I’m experiencing some travel paralysis. After we got back from Hawaii, I fantasized about visiting beachy places in Mexico, but that didn’t speak to Rob. Last week, he ruled out the Dominican Republic and Costa Rica. Apparently, all Spanish-speaking places are out. Brazil, on the other hand, is OK, because they speak Portuguese there.
Rob’s actually thinking more along the lines of Russia.
Russia! Totally up my alley. I should be booking hotels and checking train schedules right about now. But I can’t get past the $3,000+ airfare to get us both there. Or anywhere in Europe.
I’d rather just drive someplace with the dogs and go camping. Since I’m so outdoorsy and all.
Meanwhile, I’m having an off-day writing the ol’ Memoir. This morning, I had to fill out a form about Leo’s behavior for a special class to nip his leash reactivity in the bud. If we can even call it that. I’m not 100 percent convinced, but the class will be good for him either way. What wasn’t so good for me was having to describe how he’s been acting out. And oh yeah, he bit Mia that one time.

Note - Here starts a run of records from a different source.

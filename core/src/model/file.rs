use chrono::{DateTime, Utc};
use serde::{Deserialize, Serialize};

/// `stat`-like details of a path in the account's home directory.
#[derive(Debug, Clone, Default, PartialEq, Eq, Serialize, Deserialize)]
#[serde(rename_all = "camelCase", default)]
pub struct FileMetadata {
    pub access_time: Option<DateTime<Utc>>,
    pub birth_time: Option<DateTime<Utc>>,
    pub change_time: Option<DateTime<Utc>>,
    pub gid: i64,
    pub group: String,
    pub mode: String,
    pub modify_time: Option<DateTime<Utc>>,
    pub name: String,
    pub size_bytes: i64,
    pub symlink: Symlink,
    #[serde(rename = "type")]
    pub kind: String,
    pub uid: i64,
    pub unix_mode: i64,
    pub user: String,
}

/// Empty unless the path is a symbolic link.
#[derive(Debug, Clone, Default, PartialEq, Eq, Serialize, Deserialize)]
#[serde(default)]
pub struct Symlink {
    pub resolved: String,
    pub target: String,
}
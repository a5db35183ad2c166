use serde::{Deserialize, Serialize};

use crate::translate::{lenient_string, number_from_str};

#[derive(Debug, Clone, Default, PartialEq, Eq, Hash, Serialize, Deserialize)]
#[serde(default)]
pub struct DnsRecord {
    pub name: String,
    pub ttl: i64,
    #[serde(rename = "type")]
    pub kind: String,
    pub value: String,
}

#[derive(Debug, Clone, Default, PartialEq, Eq, Serialize, Deserialize)]
pub struct RawDnsRecord {
    #[serde(default, deserialize_with = "lenient_string")]
    pub name: String,
    #[serde(default, deserialize_with = "lenient_string")]
    pub ttl: String,
    #[serde(rename = "type", default, deserialize_with = "lenient_string")]
    pub kind: String,
    #[serde(default, deserialize_with = "lenient_string")]
    pub value: String,
}

impl From<RawDnsRecord> for DnsRecord {
    fn from(raw: RawDnsRecord) -> Self {
        DnsRecord {
            name: raw.name,
            ttl: number_from_str(&raw.ttl),
            kind: raw.kind,
            value: raw.value,
        }
    }
}

impl From<&DnsRecord> for RawDnsRecord {
    fn from(record: &DnsRecord) -> Self {
        RawDnsRecord {
            name: record.name.clone(),
            ttl: record.ttl.to_string(),
            kind: record.kind.clone(),
            value: record.value.clone(),
        }
    }
}

impl DnsRecord {
    /// The `{type}recs{n}` selector value the legacy DNS endpoint uses to
    /// identify an existing record.
    pub(crate) fn selector(&self) -> String {
        format!("name={}&value={}", self.name, self.value)
    }

    pub(crate) fn selector_prefix(&self) -> String {
        format!("{}recs", self.kind.to_ascii_lowercase())
    }
}

#[cfg(test)]
mod tests {
    use super::*;

    #[test]
    fn ttl_is_lenient() {
        let raw: RawDnsRecord =
            serde_json::from_str(r#"{"name":"www","ttl":3600,"type":"A","value":"10.0.0.1"}"#).unwrap();
        let record = DnsRecord::from(raw.clone());
        assert_eq!(record.ttl, 3600);
        assert_eq!(RawDnsRecord::from(&record), RawDnsRecord { ttl: "3600".to_string(), ..raw });
    }

    #[test]
    fn selector_matches_legacy_format() {
        let record = DnsRecord {
            name: "mail".to_string(),
            ttl: 0,
            kind: "MX".to_string(),
            value: "10 mail.example.com.".to_string(),
        };
        assert_eq!(record.selector_prefix(), "mxrecs");
        assert_eq!(record.selector(), "name=mail&value=10 mail.example.com.");
    }
}
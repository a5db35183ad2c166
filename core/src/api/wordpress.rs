use serde::{Deserialize, Serialize};
use tracing::warn;

use crate::context::UserContext;
use crate::error::{Error, Result, ResultExt};
use crate::http::HttpMethod;
use crate::model::{
    Database, DatabaseWithUser, WordPressInstall, WordPressInstallQuick, WordPressLocation, WordPressUser,
};
use crate::transport::json_body;

#[derive(Serialize)]
struct NewPassword<'a> {
    password: &'a str,
}

#[derive(Deserialize)]
struct SsoLink {
    #[serde(default)]
    url: String,
}

fn user_path(location_id: &str, user_id: i64, action: &str) -> String {
    format!("wordpress/locations/{location_id}/users/{user_id}/{action}")
}

/// Install paths are relative to the home directory.
fn relative_path(path: &str) -> String {
    path.strip_prefix('/').unwrap_or(path).to_string()
}

impl UserContext {
    pub fn change_wordpress_user_password(&self, location_id: &str, user_id: i64, password: &str) -> Result<()> {
        if password.is_empty() {
            return Err(Error::InvalidInput("password cannot be empty".to_string()));
        }
        self.call_modern_bytes(
            HttpMethod::Post,
            user_path(location_id, user_id, "change-password"),
            Some(json_body(&NewPassword { password })?),
        )
        .context("failed to change wordpress user password")?;
        Ok(())
    }

    /// Install WordPress into `install.db_name`, creating that database and
    /// its user first when `create_database` is set. A database created here
    /// is dropped again if the install fails.
    pub fn create_wordpress_install(&self, install: &WordPressInstall, create_database: bool) -> Result<()> {
        if create_database {
            self.create_database_with_user(&DatabaseWithUser {
                database: Database {
                    name: install.db_name.clone(),
                    ..Database::default()
                },
                password: install.db_pass.clone(),
                user: install.db_user.clone(),
            })
            .context("failed to create database")?;
        }

        let mut install = install.clone();
        install.db_name = self.add_username_prefix(&install.db_name);
        install.db_user = self.add_username_prefix(&install.db_user);
        if !install.db_prefix.contains('_') {
            install.db_prefix.push('_');
        }
        install.file_path = relative_path(&install.file_path);

        let installed = json_body(&install)
            .and_then(|body| self.call_modern_bytes(HttpMethod::Post, "wordpress/install", Some(body)));
        let Err(error) = installed else {
            return Ok(());
        };
        if !create_database {
            return Err(error);
        }
        match self.delete_database(&install.db_name) {
            Ok(()) => Err(error),
            Err(cleanup) => {
                warn!(database = %install.db_name, %cleanup, "could not drop database after failed install");
                Err(Error::Aggregate(vec![error, cleanup]))
            }
        }
    }

    /// Install WordPress with a database the panel creates and names.
    pub fn create_wordpress_install_quick(&self, install: &WordPressInstallQuick) -> Result<()> {
        let install = WordPressInstallQuick {
            file_path: relative_path(&install.file_path),
            ..install.clone()
        };
        self.call_modern_bytes(HttpMethod::Post, "wordpress/install-quick", Some(json_body(&install)?))?;
        Ok(())
    }

    pub fn delete_wordpress_install(&self, id: &str) -> Result<()> {
        self.call_modern_bytes(HttpMethod::Delete, format!("wordpress/locations/{id}"), None)?;
        Ok(())
    }

    pub fn get_wordpress_installs(&self) -> Result<Vec<WordPressLocation>> {
        let installs: Option<Vec<WordPressLocation>> = self
            .call_modern(HttpMethod::Get, "wordpress/locations", None)
            .context("failed to get wordpress installs")?;
        Ok(installs.unwrap_or_default())
    }

    /// A one-time URL that logs the browser in as `user_id`.
    pub fn get_wordpress_sso_link(&self, location_id: &str, user_id: i64) -> Result<String> {
        let link: SsoLink = self
            .call_modern(HttpMethod::Post, user_path(location_id, user_id, "sso-login"), None)
            .context("failed to get wordpress login link")?;
        Ok(link.url)
    }

    pub fn get_wordpress_users(&self, location_id: &str) -> Result<Vec<WordPressUser>> {
        let users: Option<Vec<WordPressUser>> = self
            .call_modern(HttpMethod::Get, format!("wordpress/locations/{location_id}/users"), None)
            .context("failed to get wordpress users")?;
        Ok(users.unwrap_or_default())
    }
}

#[cfg(test)]
mod tests {
    use serde_json::Value;

    use crate::context::tests::{backend_for, user_context};
    use crate::error::Error;
    use crate::http::HttpMethod;
    use crate::model::{WordPressInstall, WordPressInstallQuick};

    fn sent_json(body: Option<Vec<u8>>) -> Value {
        serde_json::from_slice(&body.unwrap()).unwrap()
    }

    fn install() -> WordPressInstall {
        WordPressInstall {
            db_name: "wp".to_string(),
            db_pass: "dbpw".to_string(),
            db_prefix: "wp".to_string(),
            db_user: "wp".to_string(),
            file_path: "/domains/example.com/public_html".to_string(),
            title: "Blog".to_string(),
            ..WordPressInstall::default()
        }
    }

    #[test]
    fn install_prefixes_database_and_relativizes_path() {
        let backend = backend_for("user", "bob");
        backend.route("/api/wordpress/install", 200, "{}");
        user_context(&backend).create_wordpress_install(&install(), false).unwrap();

        let sent = sent_json(backend.last_request().body);
        assert_eq!(sent["dbName"], "bob_wp");
        assert_eq!(sent["dbUser"], "bob_wp");
        assert_eq!(sent["dbPrefix"], "wp_");
        assert_eq!(sent["filePath"], "domains/example.com/public_html");
        assert!(backend.requests_to("create-db-with-user").is_empty());
    }

    #[test]
    fn failed_install_drops_the_database_it_created() {
        let backend = backend_for("user", "bob");
        backend.route("/api/db-manage/create-db-with-user", 200, "{}");
        backend.route("/api/wordpress/install", 500, r#"{"type":"INSTALL_FAILED","message":"disk full"}"#);
        backend.route_method(HttpMethod::Delete, "/api/db-manage/databases/bob_wp", 204, "");

        let err = user_context(&backend).create_wordpress_install(&install(), true).unwrap_err();
        assert!(matches!(err.root(), Error::Modern { .. }));
        assert_eq!(backend.requests_to("/api/db-manage/databases/bob_wp").len(), 1);
    }

    #[test]
    fn quick_install_strips_leading_slash() {
        let backend = backend_for("user", "bob");
        backend.route("/api/wordpress/install-quick", 200, "{}");
        user_context(&backend)
            .create_wordpress_install_quick(&WordPressInstallQuick {
                file_path: "/public_html/blog".to_string(),
                ..WordPressInstallQuick::default()
            })
            .unwrap();
        assert_eq!(sent_json(backend.last_request().body)["filePath"], "public_html/blog");
    }

    #[test]
    fn empty_password_is_rejected_locally() {
        let backend = backend_for("user", "bob");
        let err = user_context(&backend)
            .change_wordpress_user_password("loc1", 1, "")
            .unwrap_err();
        assert!(matches!(err, Error::InvalidInput(_)));
        assert!(backend.requests_to("change-password").is_empty());
    }

    #[test]
    fn sso_link_is_posted_per_user() {
        let backend = backend_for("user", "bob");
        backend.route(
            "/api/wordpress/locations/loc1/users/7/sso-login",
            200,
            r#"{"url":"https://example.com/wp-login.php?token=x"}"#,
        );
        let url = user_context(&backend).get_wordpress_sso_link("loc1", 7).unwrap();
        assert_eq!(url, "https://example.com/wp-login.php?token=x");
        assert_eq!(backend.last_request().method, HttpMethod::Post);
    }
}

All too reminiscent of all the rehashing I’ve been doing about everything Isis ever did wrong. I’ve reached the point in her life where I spent a year clicking and treating her for not barking at things. And trying to remain calm when she did bark at things. My days were filled with small victories and lots of disappointments. Every second that I wasn’t training her, I felt guilty that I wasn’t training her. I can’t drive by the university park-and-ride without thinking, “I should take Isis there later to work on her training.”
So I don’t feel like writing. And I don’t feel like planning a trip.
Guess you could say I’m not myself today.